• Work item:
Copy each line of the data below with the word "OrderId".

• Working data:
//! Order commands.

use std::str::FromStr;

use common::{ItemStatus, OrderId, ProductId, UserId};
use order_store::DeliveryDetails;
use serde::{Deserialize, Serialize};

use crate::error::OrderError;

/// Command to turn a buyer's cart into an order.
#[derive(Debug, Clone)]
pub struct CreateOrder {
    /// The buyer checking out.
    pub buyer_id: UserId,

    /// Delivery details as entered. Trimmed during validation.
    pub delivery: DeliveryDetails,
}

impl CreateOrder {
    /// Creates a new CreateOrder command.
    pub fn new(buyer_id: UserId, delivery: DeliveryDetails) -> Self {
        Self { buyer_id, delivery }
    }

    /// Returns the trimmed delivery details, or a validation error naming
    /// the first empty field.
    pub fn validated_delivery(&self) -> Result<DeliveryDetails, OrderError> {
        let d = &self.delivery;
        Ok(DeliveryDetails {
            address: required("delivery_address", &d.address)?,
            phone: required("phone", &d.phone)?,
            first_name: required("first_name", &d.first_name)?,
            last_name: required("last_name", &d.last_name)?,
            city: required("city", &d.city)?,
            region: required("region", &d.region)?,
        })
    }
}

fn required(field: &str, value: &str) -> Result<String, OrderError> {
    let trimmed = value.trim();
    if trimmed.is_empty() {
        return Err(OrderError::Validation(format!("{field} is required")));
    }
    Ok(trimmed.to_string())
}

/// Which side of the order an actor is on.
#[derive(Debug, Clone, Copy, PartialEq, Eq, Hash, Serialize, Deserialize)]
#[serde(rename_all = "snake_case")]
pub enum ActorRole {
    Buyer,
    Seller,
}

impl ActorRole {
    pub fn as_str(&self) -> &'static str {
        match self {
            ActorRole::Buyer => "buyer",
            ActorRole::Seller => "seller",
        }
    }
}

impl std::fmt::Display for ActorRole {
    fn fmt(&self, f: &mut std::fmt::Formatter<'_>) -> std::fmt::Result {
        f.write_str(self.as_str())
    }
}

impl FromStr for ActorRole {
    type Err = String;

    fn from_str(s: &str) -> Result<Self, Self::Err> {
        match s {
            "buyer" => Ok(ActorRole::Buyer),
            "seller" => Ok(ActorRole::Seller),
            other => Err(format!("unknown role: {other}")),
        }
    }
}

/// The authenticated user issuing a command.
#[derive(Debug, Clone, Copy, PartialEq, Eq)]
pub struct Actor {
    pub id: UserId,
    pub role: ActorRole,
}

impl Actor {
    pub fn buyer(id: UserId) -> Self {
        Self {
            id,
            role: ActorRole::Buyer,
        }
    }

    pub fn seller(id: UserId) -> Self {
        Self {
            id,
            role: ActorRole::Seller,
        }
    }
}

/// Command to move one order item to a new status.
#[derive(Debug, Clone)]
pub struct AdvanceStatus {
    /// The order containing the item.
    pub order_id: OrderId,

    /// The product identifying the item within the order.
    pub product_id: ProductId,

    /// Who is asking.
    pub actor: Actor,

    /// The requested status.
    pub target: ItemStatus,

    /// Required for cancellations, ignored otherwise.
    pub cancel_reason: Option<String>,
}

impl AdvanceStatus {
    /// Creates a new AdvanceStatus command without a reason.
    pub fn new(order_id: OrderId, product_id: ProductId, actor: Actor, target: ItemStatus) -> Self {
        Self {
            order_id,
            product_id,
            actor,
            target,
            cancel_reason: None,
        }
    }

    /// Attaches a cancellation reason.
    pub fn with_reason(mut self, reason: impl Into<String>) -> Self {
        self.cancel_reason = Some(reason.into());
        self
    }
}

• Solution for this task:
use common::{ItemStatus, OrderId, ProductId, UserId};
    pub order_id: OrderId,
    pub fn new(order_id: OrderId, product_id: ProductId, actor: Actor, target: ItemStatus) -> Self {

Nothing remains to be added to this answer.